Kadın her sabah gün doğumunda, güneşi kucaklarmış.
Balıkçılar ‘vira bismillah’ derken kadını görür, şaşarmış.
Kadın hiç aksatmadan, o sahilde yeni günü karşılarmış.
Kadın, balıkçıları görür, ağlarmış.
Gözyaşlarını suya, hıçkırıklarını martı çığlıklarına katarmış.
Bir avuç kahırmış onunki, bir avuç mutluluk ararken bulmuş… Bırakmamış.
Kadın her sabah, avuçlarındaki yangını söndürmek için güneşi tutarmış.

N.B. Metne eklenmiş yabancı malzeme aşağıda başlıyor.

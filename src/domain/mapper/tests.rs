// Unit tests for time mapping

use super::*;
use crate::domain::model::Segment;

const EPS: f64 = 1e-9;

fn seg(start: f64, end: f64, source: &str) -> Segment {
    Segment::new(start, end, source).unwrap()
}

fn trimmed_timeline() -> Vec<Segment> {
    // 100s source with [10, 20) deleted, then a 5s clip of b.mp4 appended
    vec![seg(0.0, 10.0, "a.mp4"), seg(20.0, 100.0, "a.mp4"), seg(3.0, 8.0, "b.mp4")]
}

#[test]
fn test_timeline_to_source_inside_segments() {
    let segments = trimmed_timeline();

    let pos = timeline_to_source(&segments, 5.0).unwrap();
    assert_eq!(pos.source, SourceId::from("a.mp4"));
    assert!((pos.time - 5.0).abs() < EPS);
    assert_eq!(pos.segment_index, 0);

    let pos = timeline_to_source(&segments, 10.0).unwrap();
    assert!((pos.time - 20.0).abs() < EPS);
    assert_eq!(pos.segment_index, 1);

    let pos = timeline_to_source(&segments, 91.0).unwrap();
    assert_eq!(pos.source, SourceId::from("b.mp4"));
    assert!((pos.time - 4.0).abs() < EPS);
}

#[test]
fn test_timeline_to_source_past_end_returns_last_end() {
    let segments = trimmed_timeline();
    let pos = timeline_to_source(&segments, 500.0).unwrap();
    assert_eq!(pos.source, SourceId::from("b.mp4"));
    assert_eq!(pos.time, 8.0);
    assert_eq!(pos.segment_index, 2);
}

#[test]
fn test_timeline_to_source_empty() {
    assert!(timeline_to_source(&[], 1.0).is_none());
}

#[test]
fn test_source_to_timeline_hidden_point_is_not_visible() {
    let segments = trimmed_timeline();
    assert!(source_to_timeline(&segments, 15.0, &SourceId::from("a.mp4")).is_none());
    assert!(source_to_timeline(&segments, 1.0, &SourceId::from("b.mp4")).is_none());
    assert!(source_to_timeline(&segments, 5.0, &SourceId::from("c.mp4")).is_none());
}

#[test]
fn test_round_trip_for_visible_points() {
    let segments = trimmed_timeline();
    let a = SourceId::from("a.mp4");
    let b = SourceId::from("b.mp4");

    let mut s = 0.0;
    while s <= 100.0 {
        if let Some(t) = source_to_timeline(&segments, s, &a) {
            let back = timeline_to_source(&segments, t).unwrap();
            assert!((back.time - s).abs() < 1e-6, "source {} -> {} -> {}", s, t, back.time);
        }
        s += 0.25;
    }

    let t = source_to_timeline(&segments, 6.5, &b).unwrap();
    assert!((t - 93.5).abs() < EPS);
    assert!((timeline_to_source(&segments, t).unwrap().time - 6.5).abs() < EPS);
}

#[test]
fn test_duplicated_range_maps_to_first_occurrence() {
    let segments = vec![seg(0.0, 10.0, "a.mp4"), seg(0.0, 10.0, "a.mp4")];
    let t = source_to_timeline(&segments, 4.0, &SourceId::from("a.mp4")).unwrap();
    assert_eq!(t, 4.0);
}

#[test]
fn test_nearest_mapping_snaps_hidden_points_to_boundaries() {
    let segments = trimmed_timeline();
    let a = SourceId::from("a.mp4");

    // 12 is closer to the end of [0, 10) than the start of [20, 100)
    assert_eq!(source_to_timeline_nearest(&segments, 12.0, &a), 10.0);
    // 18 snaps to the start of [20, 100), which also sits at timeline 10
    assert_eq!(source_to_timeline_nearest(&segments, 18.0, &a), 10.0);
    // Visible points are unchanged
    assert_eq!(source_to_timeline_nearest(&segments, 30.0, &a), 20.0);
    // Unknown source
    assert_eq!(source_to_timeline_nearest(&segments, 1.0, &SourceId::from("x")), 0.0);
}

#[test]
fn test_segment_at_and_offsets() {
    let segments = trimmed_timeline();
    assert_eq!(segment_at(&segments, 0.0), Some((0, 0.0)));
    assert_eq!(segment_at(&segments, 12.0), Some((1, 10.0)));
    assert_eq!(segment_at(&segments, 1000.0), Some((2, 90.0)));
    assert_eq!(segment_offsets(&segments), vec![0.0, 10.0, 90.0]);
    assert_eq!(total_duration(&segments), 95.0);
}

Uzakta bir sahil, sahilde bir kadın, kadının yüreğinde bir yara…
Kanar babam kanarmış.
Kadın avuçlarmış yüreğini her sabah, denize salarmış.
Kadının bedeni sahilde, yüreği denizde kalmış.
Kadın acıya eş, kalbinde bir ateş, ellerinde güneş…
Yanarmış da yanarmış.
Yıllar evvel Nazım’ın Benerci’sine ağlarken, “bir gün ben de böyle ‘yalın’ kelimelerle, ‘derin’ bir şeyler yazabilir miyim” diye düşünmüştüm. Binlerce fırın ekmek yesem, böyle bir şeyin mümkün olmayacağını bilecek kadar kendinden haberdar bir insan olarak, buna cesaret edemem doğrusu. Lakin, yine de ucundan, kıyısından bir şeylere bulaşabilme kaygılarımın çabasıdır bu satırlar... Yukarıdaki fotoğraf ve Öykü Atölyesi vesilesiyle!